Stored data
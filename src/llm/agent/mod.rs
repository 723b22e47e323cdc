//! Tool-using generation loop
//!
//! The agent:
//! - Calls the LLM with the conversation so far and streams all responses
//! - Executes the tool calls the model makes and appends the results
//! - Repeats until the model answers without tool calls or the step ceiling is hit
//! - Returns one stream of events covering every step

mod error;

pub use error::AgentError;

use crate::llm::core::{
    config::GenerationConfig,
    provider::LlmProvider,
    types::{
        ContentBlock, ContentBlockStart, ContentDelta, FinishReason, GenerateRequest, Message,
        MessageRole, StreamEvent, ToolDeclaration, UsageMetadata,
    },
};
use crate::llm::tools::{ToolError, ToolExecutor};
use async_stream::stream;
use futures::stream::Stream;
use futures::StreamExt;
use pin_utils::pin_mut;
use std::pin::Pin;
use std::sync::Arc;

/// Upper bound on model calls per request
pub const DEFAULT_MAX_STEPS: usize = 20;

/// Stream of agent events for one request
pub type AgentStream = Pin<Box<dyn Stream<Item = Result<AgentEvent, AgentError>> + Send>>;

/// Events emitted by the agent during execution
#[derive(Debug, Clone)]
pub enum AgentEvent {
    /// A new model call is about to be made
    StepStarted { step: usize },

    /// Raw LLM streaming event (text deltas, tool calls, etc.)
    LlmEvent(StreamEvent),

    /// Agent is executing a tool call
    ToolExecutionStarted {
        tool_use_id: String,
        name: String,
        input: serde_json::Value,
    },

    /// Tool execution completed successfully
    ToolExecutionCompleted {
        tool_use_id: String,
        name: String,
        result: String,
    },

    /// Tool reported an error; it is fed back to the model
    ToolExecutionFailed {
        tool_use_id: String,
        name: String,
        error: String,
    },

    /// The model call of a step finished
    StepFinished {
        step: usize,
        finish_reason: FinishReason,
        usage: UsageMetadata,
    },

    /// Agent loop completed
    Completed {
        finish_reason: FinishReason,
        steps: usize,
    },
}

/// Helper struct for accumulating partial tool use data
struct PartialToolUseAccumulator {
    id: String,
    name: String,
    input: String,
}

/// Agent that runs one conversation through the model and its tools
pub struct Agent {
    /// LLM provider
    provider: Arc<dyn LlmProvider>,

    /// Tool executor for handling function calls
    tool_executor: Arc<dyn ToolExecutor>,

    /// Tool declarations available to the LLM
    tool_declarations: Vec<ToolDeclaration>,

    /// Generation configuration (temperature, max_tokens, etc.)
    config: GenerationConfig,

    /// Maximum number of model calls (default: 20)
    max_steps: usize,
}

impl Agent {
    /// Create a new agent with default settings
    pub fn new(
        provider: Arc<dyn LlmProvider>,
        tool_executor: Arc<dyn ToolExecutor>,
        tool_declarations: Vec<ToolDeclaration>,
        config: GenerationConfig,
    ) -> Self {
        Self {
            provider,
            tool_executor,
            tool_declarations,
            config,
            max_steps: DEFAULT_MAX_STEPS,
        }
    }

    /// Set the maximum number of steps (at least one)
    pub fn with_max_steps(mut self, max: usize) -> Self {
        self.max_steps = max.max(1);
        self
    }

    pub fn max_steps(&self) -> usize {
        self.max_steps
    }

    /// Run the loop over an already normalized conversation
    ///
    /// The returned stream emits, per step:
    /// - `StepStarted`
    /// - `LlmEvent` for every provider event
    /// - `StepFinished` once the provider message ends
    /// - `ToolExecution*` for each tool call
    ///
    /// and a final `Completed`. Any `Err` item is terminal.
    pub fn run(self, history: Vec<Message>) -> AgentStream {
        Box::pin(self.into_stream(history))
    }

    fn into_stream(
        self,
        mut messages: Vec<Message>,
    ) -> impl Stream<Item = Result<AgentEvent, AgentError>> + Send + 'static {
        let Agent {
            provider,
            tool_executor,
            tool_declarations,
            config,
            max_steps,
        } = self;

        let tools = if tool_declarations.is_empty() {
            None
        } else {
            Some(tool_declarations)
        };

        stream! {
            for step in 1..=max_steps {
                yield Ok(AgentEvent::StepStarted { step });

                let request = GenerateRequest {
                    messages: messages.clone(),
                    tools: tools.clone(),
                    config: config.clone(),
                };

                let llm_stream = match provider.stream_generate(request).await {
                    Ok(s) => s,
                    Err(e) => {
                        yield Err(AgentError::Llm(e));
                        return;
                    }
                };

                // Forward events while accumulating text and tool calls
                let mut text_content = String::new();
                let mut tool_uses = Vec::new();
                let mut current_tool_use: Option<PartialToolUseAccumulator> = None;
                let mut finish: Option<(FinishReason, UsageMetadata)> = None;

                pin_mut!(llm_stream);

                while let Some(event_result) = llm_stream.next().await {
                    let event = match event_result {
                        Ok(e) => e,
                        Err(e) => {
                            yield Err(AgentError::Llm(e));
                            return;
                        }
                    };

                    yield Ok(AgentEvent::LlmEvent(event.clone()));

                    match event {
                        StreamEvent::ContentBlockStart { block, .. } => match block {
                            ContentBlockStart::Text { text } => text_content.push_str(&text),
                            ContentBlockStart::ToolUse { id, name } => {
                                current_tool_use = Some(PartialToolUseAccumulator {
                                    id,
                                    name,
                                    input: String::new(),
                                });
                            }
                        },
                        StreamEvent::ContentDelta { delta, .. } => match delta {
                            ContentDelta::TextDelta { text } => text_content.push_str(&text),
                            ContentDelta::ToolUseDelta { partial } => {
                                if let Some(tool_use) = &mut current_tool_use {
                                    tool_use.input.push_str(&partial.partial_json);
                                }
                            }
                        },
                        StreamEvent::ContentBlockEnd { .. } => {
                            if let Some(tool_use) = current_tool_use.take() {
                                match parse_tool_input(&tool_use.input) {
                                    Ok(input) => tool_uses.push(ContentBlock::ToolUse {
                                        id: tool_use.id,
                                        name: tool_use.name,
                                        input,
                                    }),
                                    Err(e) => {
                                        yield Err(AgentError::ToolInputParse(e));
                                        return;
                                    }
                                }
                            }
                        }
                        StreamEvent::MessageEnd { finish_reason, usage } => {
                            finish = Some((finish_reason, usage));
                            break;
                        }
                        _ => {}
                    }
                }

                let Some((finish_reason, usage)) = finish else {
                    yield Err(AgentError::UnexpectedStreamEnd);
                    return;
                };

                let mut assistant_content = Vec::new();
                if !text_content.is_empty() {
                    assistant_content.push(ContentBlock::Text { text: text_content });
                }
                assistant_content.extend(tool_uses.iter().cloned());
                messages.push(Message {
                    role: MessageRole::Assistant,
                    content: assistant_content,
                });

                yield Ok(AgentEvent::StepFinished {
                    step,
                    finish_reason: finish_reason.clone(),
                    usage,
                });

                if tool_uses.is_empty() {
                    yield Ok(AgentEvent::Completed { finish_reason, steps: step });
                    return;
                }

                for block in tool_uses {
                    let ContentBlock::ToolUse { id, name, input } = block else {
                        continue;
                    };

                    yield Ok(AgentEvent::ToolExecutionStarted {
                        tool_use_id: id.clone(),
                        name: name.clone(),
                        input: input.clone(),
                    });

                    match tool_executor.execute(id.clone(), name.clone(), input).await {
                        Ok(result) => {
                            yield Ok(AgentEvent::ToolExecutionCompleted {
                                tool_use_id: id.clone(),
                                name,
                                result: result.clone(),
                            });
                            messages.push(Message::tool_result(id, result));
                        }
                        Err(ToolError::Reported(error)) => {
                            yield Ok(AgentEvent::ToolExecutionFailed {
                                tool_use_id: id.clone(),
                                name,
                                error: error.clone(),
                            });
                            messages.push(Message::tool_error(id, error));
                        }
                        Err(failure) => {
                            yield Err(AgentError::Tool(failure));
                            return;
                        }
                    }
                }
            }

            tracing::warn!(max_steps, "step ceiling reached, ending generation");
            yield Ok(AgentEvent::Completed {
                finish_reason: FinishReason::StepLimit,
                steps: max_steps,
            });
        }
    }
}

/// Tool arguments as accumulated from the stream; no-argument calls may send nothing
fn parse_tool_input(raw: &str) -> Result<serde_json::Value, serde_json::Error> {
    if raw.trim().is_empty() {
        return Ok(serde_json::Value::Object(serde_json::Map::new()));
    }
    serde_json::from_str(raw)
}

Directions.
Return word for word the lines above from the line with "appends the results" to the line with "pub enum AgentEvent", including both and leaving out all others.

Task answer.
//! - Executes the tool calls the model makes and appends the results
//! - Repeats until the model answers without tool calls or the step ceiling is hit
//! - Returns one stream of events covering every step

mod error;

pub use error::AgentError;

use crate::llm::core::{
    config::GenerationConfig,
    provider::LlmProvider,
    types::{
        ContentBlock, ContentBlockStart, ContentDelta, FinishReason, GenerateRequest, Message,
        MessageRole, StreamEvent, ToolDeclaration, UsageMetadata,
    },
};
use crate::llm::tools::{ToolError, ToolExecutor};
use async_stream::stream;
use futures::stream::Stream;
use futures::StreamExt;
use pin_utils::pin_mut;
use std::pin::Pin;
use std::sync::Arc;

/// Upper bound on model calls per request
pub const DEFAULT_MAX_STEPS: usize = 20;

/// Stream of agent events for one request
pub type AgentStream = Pin<Box<dyn Stream<Item = Result<AgentEvent, AgentError>> + Send>>;

/// Events emitted by the agent during execution
#[derive(Debug, Clone)]
pub enum AgentEvent {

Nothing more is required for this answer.